This year has been a growing year thus far. I am learning to pay closer attention to my needs and limits, as well as the needs and limits of my family.
I have often heard about priorities and balancing them. But I've been learning something a level deeper than that. I serve, often to my own detriment. I serve because it brings me joy. But when I serve to the point that I am diminishing my own abilities to do and be what I desire for my family and myself, that's a problem.
Most specifically, I am giving my gardening and food preservation ideals a seat on the back burner. I enjoy those things. It is beneficial for my family when I do them. Our economy and food supply issues in our country give my hobbies even more of a benefit than just being healthy.
The big 'BUT', is that it takes time and energy out of me and my day. While I could keep up with my hobbies and still do the other things that I do, it taxes me.
I'm taking the concept to all areas of my life. In homeschooling, we are part of two homeschool groups. We won't participate in all the things; we will participate in some. I'm writing fewer blog posts, spending less time on my phone, and more time on what matters most.
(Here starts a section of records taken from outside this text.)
//! Tenants and subscriptions visible to the signed-in account.

use async_trait::async_trait;
use rootcause::Report;
use speechkit_core::{SubscriptionId, SubscriptionInfo, TenantId};
use std::collections::HashSet;
use tracing::{instrument, warn};

use crate::client::ArmClient;
use crate::error::ArmError;
use crate::models::{SUBSCRIPTIONS_API_VERSION, SubscriptionDto, TenantDto};

/// Enumerates what the account can reach.
#[async_trait]
pub trait AccountDirectory: Send + Sync {
    async fn list_tenants(&self) -> Result<Vec<TenantId>, Report<ArmError>>;

    /// Subscriptions of one tenant, listed with a token minted for it.
    async fn list_tenant_subscriptions(
        &self,
        tenant_id: &TenantId,
    ) -> Result<Vec<SubscriptionInfo>, Report<ArmError>>;

    /// Every reachable subscription, deduplicated by id and sorted by name.
    ///
    /// A tenant whose listing fails (consent, MFA, conditional access) is
    /// skipped with a warning rather than failing the whole listing.
    async fn list_subscriptions(&self) -> Result<Vec<SubscriptionInfo>, Report<ArmError>> {
        let mut all = Vec::new();
        for tenant in self.list_tenants().await? {
            match self.list_tenant_subscriptions(&tenant).await {
                Ok(subscriptions) => all.extend(subscriptions),
                Err(err) => warn!(
                    tenant = %tenant,
                    error = %err.current_context(),
                    "skipping tenant whose subscriptions could not be listed"
                ),
            }
        }
        Ok(merge_subscriptions(all))
    }
}

/// Drops repeated ids (first one wins), then sorts by display name.
#[must_use]
pub fn merge_subscriptions(subscriptions: Vec<SubscriptionInfo>) -> Vec<SubscriptionInfo> {
    let mut seen: HashSet<SubscriptionId> = HashSet::new();
    let mut merged: Vec<SubscriptionInfo> = subscriptions
        .into_iter()
        .filter(|s| seen.insert(s.id.clone()))
        .collect();
    merged.sort_by(|a, b| a.name.cmp(&b.name));
    merged
}

/// [`AccountDirectory`] backed by the ARM tenants and subscriptions APIs.
#[derive(Clone)]
pub struct ArmAccountDirectory {
    client: ArmClient,
}

impl ArmAccountDirectory {
    #[must_use]
    pub fn new(client: ArmClient) -> Self {
        Self { client }
    }
}

#[async_trait]
impl AccountDirectory for ArmAccountDirectory {
    #[instrument(skip(self))]
    async fn list_tenants(&self) -> Result<Vec<TenantId>, Report<ArmError>> {
        let tenants: Vec<TenantDto> = self
            .client
            .list(None, &format!("/tenants?api-version={SUBSCRIPTIONS_API_VERSION}"))
            .await?;
        Ok(tenants
            .into_iter()
            .map(|t| TenantId::from(t.tenant_id))
            .collect())
    }

    #[instrument(skip(self), fields(tenant = %tenant_id))]
    async fn list_tenant_subscriptions(
        &self,
        tenant_id: &TenantId,
    ) -> Result<Vec<SubscriptionInfo>, Report<ArmError>> {
        let subscriptions: Vec<SubscriptionDto> = self
            .client
            .list(
                Some(tenant_id),
                &format!("/subscriptions?api-version={SUBSCRIPTIONS_API_VERSION}"),
            )
            .await?;
        Ok(subscriptions
            .into_iter()
            .map(|s| SubscriptionInfo::new(s.subscription_id, tenant_id.clone(), s.display_name))
            .collect())
    }
}
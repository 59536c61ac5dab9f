//! Errors surfaced by the command-line front end.

use rootcause::Report;
use speechkit_arm::ArmError;
use speechkit_identity::IdentityError;
use speechkit_provisioning::ProvisioningError;
use std::fmt;

#[derive(Debug, Clone, PartialEq, Eq)]
pub enum CliError {
    /// Environment configuration could not be loaded.
    Config { reason: String },
    /// A client could not be constructed from the configuration.
    Setup { reason: String },
    /// The command itself failed or was cancelled.
    Provisioning(ProvisioningError),
}

impl CliError {
    pub fn config(err: &config::ConfigError) -> Self {
        Self::Config {
            reason: err.to_string(),
        }
    }

    pub fn identity_setup(err: Report<IdentityError>) -> Self {
        Self::Setup {
            reason: err.current_context().to_string(),
        }
    }

    pub fn arm_setup(err: Report<ArmError>) -> Self {
        Self::Setup {
            reason: err.current_context().to_string(),
        }
    }

    pub fn provisioning(err: Report<ProvisioningError>) -> Self {
        Self::Provisioning(err.current_context().clone())
    }

    /// True when the user backed out; not reported as a failure.
    #[must_use]
    pub fn is_cancellation(&self) -> bool {
        matches!(self, Self::Provisioning(e) if e.is_cancellation())
    }
}

impl fmt::Display for CliError {
    fn fmt(&self, f: &mut fmt::Formatter<'_>) -> fmt::Result {
        match self {
            Self::Config { reason } => write!(f, "invalid configuration: {reason}"),
            Self::Setup { reason } => write!(f, "cannot start: {reason}"),
            Self::Provisioning(e) => e.fmt(f),
        }
    }
}

impl std::error::Error for CliError {}
//! Command-line configuration.
//!
//! Loaded via the `config` crate from `SPEECHKIT__*` environment variables,
//! e.g. `SPEECHKIT__IDENTITY__PROVIDER=azure_cli` or
//! `SPEECHKIT__PROJECT__ENV_FILE=.env.local`. Every setting has a default.

use serde::Deserialize;
use speechkit_arm::{ArmConfig, RetryPolicy};
use speechkit_envsync::ProjectLayout;
use speechkit_identity::IdentityConfig;
use std::time::Duration;

/// Configuration composed from the library configs.
#[derive(Debug, Clone, Default, Deserialize)]
pub struct CliConfig {
    #[serde(default)]
    pub identity: IdentityConfig,

    #[serde(default)]
    pub arm: ArmConfig,

    #[serde(default)]
    pub provisioning: ProvisioningConfig,

    /// Where credentials go inside a project.
    #[serde(default)]
    pub project: ProjectLayout,
}

/// Waiting for freshly created resource groups.
#[derive(Debug, Clone, Deserialize)]
pub struct ProvisioningConfig {
    #[serde(default = "default_rg_poll_attempts")]
    pub rg_poll_attempts: u32,

    #[serde(default = "default_rg_poll_delay_seconds")]
    pub rg_poll_delay_seconds: u64,
}

fn default_rg_poll_attempts() -> u32 {
    5
}

fn default_rg_poll_delay_seconds() -> u64 {
    3
}

impl Default for ProvisioningConfig {
    fn default() -> Self {
        Self {
            rg_poll_attempts: default_rg_poll_attempts(),
            rg_poll_delay_seconds: default_rg_poll_delay_seconds(),
        }
    }
}

impl ProvisioningConfig {
    #[must_use]
    pub fn resource_group_policy(&self) -> RetryPolicy {
        RetryPolicy::new(
            self.rg_poll_attempts,
            Duration::from_secs(self.rg_poll_delay_seconds),
        )
    }
}

impl CliConfig {
    /// Loads configuration from environment variables.
    ///
    /// # Errors
    ///
    /// Returns an error if a variable is present but cannot be parsed.
    pub fn from_env() -> Result<Self, config::ConfigError> {
        Self::from_source(
            config::Environment::with_prefix("SPEECHKIT")
                .prefix_separator("__")
                .separator("__")
                .try_parsing(true),
        )
    }

    fn from_source(
        source: impl config::Source + Send + Sync + 'static,
    ) -> Result<Self, config::ConfigError> {
        config::Config::builder()
            .add_source(source)
            .build()?
            .try_deserialize()
    }
}
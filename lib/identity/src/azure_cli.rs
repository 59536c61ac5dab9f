//! Sessions borrowed from an installed Azure CLI.

use async_trait::async_trait;
use chrono::{DateTime, TimeDelta, Utc};
use rootcause::Report;
use secrecy::SecretString;
use serde::Deserialize;
use speechkit_core::TenantId;
use std::process::Stdio;
use tracing::{debug, info, instrument};

use crate::error::IdentityError;
use crate::provider::SessionProvider;
use crate::session::{AzureSession, GetSessionOptions, normalize_scopes};

const PROVIDER_NAME: &str = "azure-cli";

#[derive(Debug, Deserialize)]
#[serde(rename_all = "camelCase")]
struct CliAccessToken {
    access_token: String,
    #[serde(default, rename = "expires_on")]
    expires_on: Option<i64>,
    #[serde(default)]
    tenant: Option<String>,
}

/// Parses the JSON printed by `az account get-access-token`.
fn parse_token_output(
    stdout: &[u8],
    scopes: Vec<String>,
) -> Result<AzureSession, Report<IdentityError>> {
    let token: CliAccessToken =
        serde_json::from_slice(stdout).map_err(|e| IdentityError::ProviderError {
            provider: PROVIDER_NAME.to_string(),
            reason: format!("unexpected get-access-token output: {e}"),
        })?;
    let expires_at = token
        .expires_on
        .and_then(|ts| DateTime::<Utc>::from_timestamp(ts, 0))
        .unwrap_or_else(|| Utc::now() + TimeDelta::hours(1));
    Ok(AzureSession::new(
        token.tenant.map(TenantId::from),
        scopes,
        SecretString::from(token.access_token),
        expires_at,
    ))
}

/// Session provider that shells out to `az`.
///
/// Silent lookups call `az account get-access-token`; an interactive
/// sign-in runs `az login --use-device-code` attached to the terminal.
#[derive(Debug, Clone)]
pub struct AzureCliSessionProvider {
    program: String,
}

impl Default for AzureCliSessionProvider {
    fn default() -> Self {
        Self::new("az")
    }
}

impl AzureCliSessionProvider {
    #[must_use]
    pub fn new(program: impl Into<String>) -> Self {
        Self {
            program: program.into(),
        }
    }

    /// Asks `az` for a token; `None` when it has no usable sign-in.
    async fn access_token(
        &self,
        scopes: &[String],
        tenant_id: Option<&TenantId>,
    ) -> Result<Option<AzureSession>, Report<IdentityError>> {
        let mut command = tokio::process::Command::new(&self.program);
        command
            .args(["account", "get-access-token", "--output", "json", "--scope"])
            .arg(&scopes[0])
            .stdin(Stdio::null());
        if let Some(tenant) = tenant_id {
            command.args(["--tenant", tenant.as_str()]);
        }

        let output = command.output().await.map_err(|e| self.spawn_error(&e))?;
        if !output.status.success() {
            debug!(status = ?output.status, "az has no usable session");
            return Ok(None);
        }
        parse_token_output(&output.stdout, scopes.to_vec()).map(Some)
    }

    fn spawn_error(&self, e: &std::io::Error) -> IdentityError {
        IdentityError::Configuration {
            reason: format!("cannot run '{}': {e}", self.program),
        }
    }
}

#[async_trait]
impl SessionProvider for AzureCliSessionProvider {
    fn name(&self) -> &'static str {
        PROVIDER_NAME
    }

    #[instrument(skip(self, scopes), fields(tenant = tenant_id.map(TenantId::as_str)))]
    async fn get_session(
        &self,
        scopes: &[String],
        tenant_id: Option<&TenantId>,
        options: GetSessionOptions,
    ) -> Result<Option<AzureSession>, Report<IdentityError>> {
        let scopes = normalize_scopes(scopes);
        if let Some(session) = self.access_token(&scopes, tenant_id).await? {
            return Ok(Some(session));
        }
        if options.silent || !options.create_if_none {
            return Ok(None);
        }

        let mut login = tokio::process::Command::new(&self.program);
        login.args(["login", "--use-device-code"]);
        if let Some(tenant) = tenant_id {
            login.args(["--tenant", tenant.as_str()]);
        }
        let status = login.status().await.map_err(|e| self.spawn_error(&e))?;
        if !status.success() {
            return Err(IdentityError::ProviderError {
                provider: PROVIDER_NAME.to_string(),
                reason: format!("az login exited with {status}"),
            }
            .into());
        }
        info!("az login completed");

        self.access_token(&scopes, tenant_id).await
    }

    async fn sign_out(&self) -> Result<(), Report<IdentityError>> {
        // The CLI's own sign-in belongs to the user; nothing is cached here.
        info!("leaving the Azure CLI sign-in untouched; run 'az logout' to end it");
        Ok(())
    }
}

#[cfg(test)]
mod tests {
    use super::*;
    use secrecy::ExposeSecret;

    #[test]
    fn parses_cli_token_output() {
        let json = br#"{
            "accessToken": "opaque",
            "expiresOn": "2030-01-01 00:00:00.000000",
            "expires_on": 1893456000,
            "subscription": "s1",
            "tenant": "t1",
            "tokenType": "Bearer"
        }"#;
        let session = parse_token_output(json, vec!["scope".to_string()]).expect("parse");
        assert_eq!(session.access_token().expose_secret(), "opaque");
        assert_eq!(session.tenant_id(), Some(&TenantId::from("t1")));
        assert_eq!(session.expires_at().timestamp(), 1_893_456_000);
    }

    #[test]
    fn rejects_garbage_output() {
        let err = parse_token_output(b"ERROR: Please run 'az login'", Vec::new()).unwrap_err();
        assert!(matches!(
            err.current_context(),
            IdentityError::ProviderError { .. }
        ));
    }

    #[tokio::test]
    async fn missing_binary_is_configuration_error() {
        let provider = AzureCliSessionProvider::new("speechkit-test-no-such-az-binary");
        let err = provider
            .get_session(&[], None, GetSessionOptions::silent())
            .await
            .unwrap_err();
        assert!(matches!(
            err.current_context(),
            IdentityError::Configuration { .. }
        ));
    }
}
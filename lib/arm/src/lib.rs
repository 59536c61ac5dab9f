//! Azure Resource Manager access for speechkit.
//!
//! This crate provides:
//!
//! - **Client**: bearer-authenticated, throttled and retrying ARM transport
//! - **Directory**: tenants and subscriptions visible to the signed-in account
//! - **Management**: resource groups, regions and pricing tiers
//! - **Instances**: speech-capable Cognitive Services accounts and their keys
//! - **Validation**: naming rules for new resource groups and accounts

pub mod client;
pub mod config;
pub mod directory;
pub mod error;
pub mod instances;
pub mod management;
pub mod models;
pub mod retry;
pub mod throttle;
pub mod validation;

pub use client::ArmClient;
pub use config::ArmConfig;
pub use directory::{AccountDirectory, ArmAccountDirectory, merge_subscriptions};
pub use error::ArmError;
pub use instances::{ArmResourceInstances, NameAvailability, ResourceInstances};
pub use management::{ArmResourceManagement, ResourceManagement};
pub use models::{InstanceDetails, location_key};
pub use retry::RetryPolicy;
pub use throttle::{Admission, RequestThrottle, ThrottleConfig};
pub use validation::{InvalidName, check_instance_name, check_resource_group_name};
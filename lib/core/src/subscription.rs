//! Subscription and resource-group snapshots.

use crate::id::{SubscriptionId, TenantId};
use serde::{Deserialize, Serialize};

/// A subscription visible to the signed-in identity.
///
/// Calls scoped to the subscription must use `tenant_id`; ARM rejects
/// tokens minted for any other tenant.
#[derive(Debug, Clone, PartialEq, Eq, Hash, Serialize, Deserialize)]
pub struct SubscriptionInfo {
    pub id: SubscriptionId,
    pub tenant_id: TenantId,
    /// Display name.
    pub name: String,
}

impl SubscriptionInfo {
    #[must_use]
    pub fn new(
        id: impl Into<SubscriptionId>,
        tenant_id: impl Into<TenantId>,
        name: impl Into<String>,
    ) -> Self {
        Self {
            id: id.into(),
            tenant_id: tenant_id.into(),
            name: name.into(),
        }
    }
}

/// A resource group within a subscription.
#[derive(Debug, Clone, PartialEq, Eq, Serialize, Deserialize)]
pub struct ResourceGroupInfo {
    pub name: String,
    pub location: String,
}

impl ResourceGroupInfo {
    #[must_use]
    pub fn new(name: impl Into<String>, location: impl Into<String>) -> Self {
        Self {
            name: name.into(),
            location: location.into(),
        }
    }
}
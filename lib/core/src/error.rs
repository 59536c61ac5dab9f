//! Error handling foundation for speechkit.
//!
//! Only the `Result` alias lives here. Each crate owns its domain error
//! enums and wraps lower layers with `.context()` at its boundary.

use rootcause::Report;

/// A Result type alias using rootcause's Report for error handling.
pub type Result<T, C = ()> = std::result::Result<T, Report<C>>;
//! ARM client configuration.

use serde::{Deserialize, Serialize};
use std::time::Duration;

use crate::throttle::ThrottleConfig;

/// Settings for talking to Azure Resource Manager.
#[derive(Debug, Clone, Serialize, Deserialize)]
pub struct ArmConfig {
    /// Management endpoint, e.g. "https://management.azure.com".
    #[serde(default = "default_endpoint")]
    endpoint: String,
    /// Retries for throttled, failed-over or timed-out calls.
    #[serde(default = "default_max_retries")]
    max_retries: u32,
    #[serde(default = "default_timeout_seconds")]
    timeout_seconds: u64,
    /// Client-side budget per subscription.
    #[serde(default = "default_requests_per_minute")]
    requests_per_minute: u32,
}

fn default_endpoint() -> String {
    "https://management.azure.com".to_string()
}

fn default_max_retries() -> u32 {
    4
}

fn default_timeout_seconds() -> u64 {
    60
}

fn default_requests_per_minute() -> u32 {
    100
}

impl Default for ArmConfig {
    fn default() -> Self {
        Self {
            endpoint: default_endpoint(),
            max_retries: default_max_retries(),
            timeout_seconds: default_timeout_seconds(),
            requests_per_minute: default_requests_per_minute(),
        }
    }
}

impl ArmConfig {
    #[must_use]
    pub fn endpoint(&self) -> &str {
        self.endpoint.trim_end_matches('/')
    }

    #[must_use]
    pub fn max_retries(&self) -> u32 {
        self.max_retries
    }

    #[must_use]
    pub fn timeout(&self) -> Duration {
        Duration::from_secs(self.timeout_seconds)
    }

    #[must_use]
    pub fn throttle(&self) -> ThrottleConfig {
        ThrottleConfig::per_minute(self.requests_per_minute.max(1))
    }

    #[must_use]
    pub fn with_endpoint(mut self, endpoint: impl Into<String>) -> Self {
        self.endpoint = endpoint.into();
        self
    }

    #[must_use]
    pub fn with_max_retries(mut self, max_retries: u32) -> Self {
        self.max_retries = max_retries;
        self
    }
}
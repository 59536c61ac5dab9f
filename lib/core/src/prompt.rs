//! Abstract selection interface.
//!
//! Provisioning logic never talks to a terminal or an editor directly; it
//! asks a [`Prompter`]. Every call is a cancellable suspension point with a
//! three-way outcome: a value (`Ok(Some(..))`), a cancellation (`Ok(None)`),
//! or a failure of the prompt mechanism itself (`Err(..)`).

use async_trait::async_trait;
use rootcause::Report;
use serde::{Deserialize, Serialize};
use std::fmt;

/// One entry of a single-choice picker.
#[derive(Debug, Clone, PartialEq, Eq, Serialize, Deserialize)]
pub struct OptionItem {
    /// Value returned when this option is picked.
    pub id: String,
    /// Text shown to the user.
    pub label: String,
}

impl OptionItem {
    #[must_use]
    pub fn new(id: impl Into<String>, label: impl Into<String>) -> Self {
        Self {
            id: id.into(),
            label: label.into(),
        }
    }
}

/// A single-choice picker.
#[derive(Debug, Clone, PartialEq, Eq)]
pub struct SelectConfig {
    /// Short name of the thing being picked, e.g. "Region".
    pub name: String,
    pub title: String,
    pub options: Vec<OptionItem>,
}

impl SelectConfig {
    #[must_use]
    pub fn new(name: impl Into<String>, title: impl Into<String>, options: Vec<OptionItem>) -> Self {
        Self {
            name: name.into(),
            title: title.into(),
            options,
        }
    }
}

/// A free-text input box.
#[derive(Debug, Clone, PartialEq, Eq, Default)]
pub struct InputConfig {
    pub prompt: String,
    pub placeholder: Option<String>,
    /// Pre-filled value; accepting it unchanged returns it.
    pub default: Option<String>,
    /// Message explaining why the previous entry was rejected.
    pub validation_message: Option<String>,
}

impl InputConfig {
    #[must_use]
    pub fn new(prompt: impl Into<String>) -> Self {
        Self {
            prompt: prompt.into(),
            ..Self::default()
        }
    }

    /// Uses `value` as both placeholder and default.
    #[must_use]
    pub fn with_default(mut self, value: impl Into<String>) -> Self {
        let value = value.into();
        self.placeholder = Some(value.clone());
        self.default = Some(value);
        self
    }

    #[must_use]
    pub fn with_validation_message(mut self, message: Option<String>) -> Self {
        self.validation_message = message;
        self
    }
}

/// Result of [`Prompter::choose_or_create`].
#[derive(Debug, Clone, PartialEq, Eq)]
pub enum Choice {
    /// The prepended "create new" entry was picked.
    CreateNew,
    /// An existing option was picked; carries its id.
    Existing(String),
}

/// Failures of the prompt mechanism (not user cancellation).
#[derive(Debug, Clone, PartialEq, Eq)]
pub enum PromptError {
    /// Reading from or writing to the interaction channel failed.
    Io { reason: String },
    /// The picker had nothing to offer.
    EmptyOptions { name: String },
    /// The answer did not match any offered option.
    InvalidAnswer { answer: String },
}

impl fmt::Display for PromptError {
    fn fmt(&self, f: &mut fmt::Formatter<'_>) -> fmt::Result {
        match self {
            Self::Io { reason } => write!(f, "prompt I/O failed: {reason}"),
            Self::EmptyOptions { name } => write!(f, "no options to select for {name}"),
            Self::InvalidAnswer { answer } => write!(f, "'{answer}' is not one of the options"),
        }
    }
}

impl std::error::Error for PromptError {}

/// Interactive capability consumed by the provisioning workflow.
#[async_trait]
pub trait Prompter: Send + Sync {
    /// Shows a picker and returns the id of the chosen option.
    async fn select_option(
        &self,
        config: &SelectConfig,
    ) -> Result<Option<String>, Report<PromptError>>;

    /// Asks for a line of text. Empty answers count as cancellation.
    async fn input_text(&self, config: &InputConfig)
    -> Result<Option<String>, Report<PromptError>>;

    /// Modal yes/no question; `action` labels the affirmative answer.
    async fn confirm(&self, message: &str, action: &str) -> Result<bool, Report<PromptError>>;

    /// Picks one option; an empty list is an error rather than a silent skip.
    async fn choose_one(
        &self,
        config: &SelectConfig,
    ) -> Result<Option<String>, Report<PromptError>> {
        if config.options.is_empty() {
            return Err(PromptError::EmptyOptions {
                name: config.name.clone(),
            }
            .into());
        }
        self.select_option(config).await
    }

    /// Picks an existing option or the `create` entry, which is shown first.
    async fn choose_or_create(
        &self,
        config: &SelectConfig,
        create: OptionItem,
    ) -> Result<Option<Choice>, Report<PromptError>> {
        let mut options = Vec::with_capacity(config.options.len() + 1);
        options.push(create.clone());
        options.extend(config.options.iter().cloned());
        let picker = SelectConfig {
            options,
            ..config.clone()
        };
        Ok(self.select_option(&picker).await?.map(|id| {
            if id == create.id {
                Choice::CreateNew
            } else {
                Choice::Existing(id)
            }
        }))
    }
}
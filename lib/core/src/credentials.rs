//! Access credentials extracted from a provisioned account.

use secrecy::SecretString;

/// Key, region and optional custom subdomain of a speech account.
///
/// The key is only exposed through [`secrecy::ExposeSecret`]; `Debug`
/// redacts it, so the struct is safe to hand to `tracing`.
#[derive(Debug, Clone)]
pub struct Credentials {
    pub key: SecretString,
    pub region: String,
    pub custom_subdomain_name: Option<String>,
}

impl Credentials {
    #[must_use]
    pub fn new(key: SecretString, region: impl Into<String>) -> Self {
        Self {
            key,
            region: region.into(),
            custom_subdomain_name: None,
        }
    }

    #[must_use]
    pub fn with_custom_subdomain(mut self, name: Option<String>) -> Self {
        self.custom_subdomain_name = name.filter(|n| !n.is_empty());
        self
    }

    /// Region as written to configuration files: lower-cased, spaces removed.
    #[must_use]
    pub fn normalized_region(&self) -> String {
        normalize_region(&self.region)
    }
}

/// Lower-cases a region display name and strips its spaces (`East US` → `eastus`).
#[must_use]
pub fn normalize_region(region: &str) -> String {
    region
        .chars()
        .filter(|c| !c.is_whitespace())
        .collect::<String>()
        .to_lowercase()
}
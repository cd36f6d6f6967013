//! Cached HTTP reads and tracked writes.
//!
//! This module provides subscription-based queries and command-based mutations,
//! similar to SWR or TanStack Query.
//!
//! # Features
//!
//! - **Fetch client**: [`HttpClient`] issues requests and normalizes failures into [`HttpError`]
//! - **Queries**: [`Query`] subscriptions read through the [`QueryClient`] cache, coalescing
//!   concurrent fetches and refetching on invalidation
//! - **Mutations**: [`Mutation`] runs writes and tracks their pending/success/error record
//! - **Keys**: [`QueryKey`] tuples with prefix invalidation
//!
//! # Example
//!
//! ```rust,ignore
//! use std::sync::Arc;
//! use recall::query_key;
//! use recall::subscription::http::{HttpClient, Mutation, Query, QueryClient, QueryResult};
//!
//! struct Tags {
//!     queries: Arc<QueryClient>,
//!     http: HttpClient,
//!     list: QueryResult<Vec<Tag>>,
//! }
//!
//! impl Tags {
//!     fn subscriptions(&self) -> Vec<Subscription<Message>> {
//!         let http = self.http.clone();
//!         vec![
//!             Subscription::new(Query::new(
//!                 query_key!["/api/tags"],
//!                 move || {
//!                     let http = http.clone();
//!                     Box::pin(async move { Ok(http.get_json("/api/tags").await?) })
//!                 },
//!                 self.queries.clone(),
//!             ))
//!             .map(Message::Tags),
//!         ]
//!     }
//!
//!     fn update(&mut self, msg: Message) -> Command<Message> {
//!         match msg {
//!             Message::Tags(result) => {
//!                 self.list = result;
//!                 Command::none()
//!             }
//!             Message::TagCreated(_) => {
//!                 self.queries.invalidate(&query_key!["/api/tags"]);
//!                 Command::none()
//!             }
//!         }
//!     }
//! }
//! ```

mod cache;
mod config;
mod fetch;
mod key;
pub mod mutation;
pub mod query;

pub use cache::{CacheEntry, QueryStatus};
pub use config::{QueryConfig, QueryOptions};
pub use fetch::{HttpClient, HttpError, Method, NETWORK_ERROR, ParsedResponse, ResponseBody};
pub use key::{KeyPart, QueryKey};
pub use mutation::{Mutation, MutationError, MutationRecord, MutationState};
pub use query::{Query, QueryClient, QueryError, QueryResult, QueryState};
Priorities do not dictate my choices; they guide me in knowing which choices help or hinder me in living this life that the Lord has given. I'm the type of person who can see both sides of the coin.
Choices can be challenging for me if I don't have a strong opinion regarding the choice before me. So, I am learning to prayerfully consider, "What matters most?" Is that thing worth the time and energy spent to accomplish it? Is it where God is leading? Even if it is a 'good' thing, is it the right timing for our family?
The best part is, I am finding that I have more time to pray, I can think about things with more clarity, and it is easier to say "no" or cut out that thing that hinders more than it helps.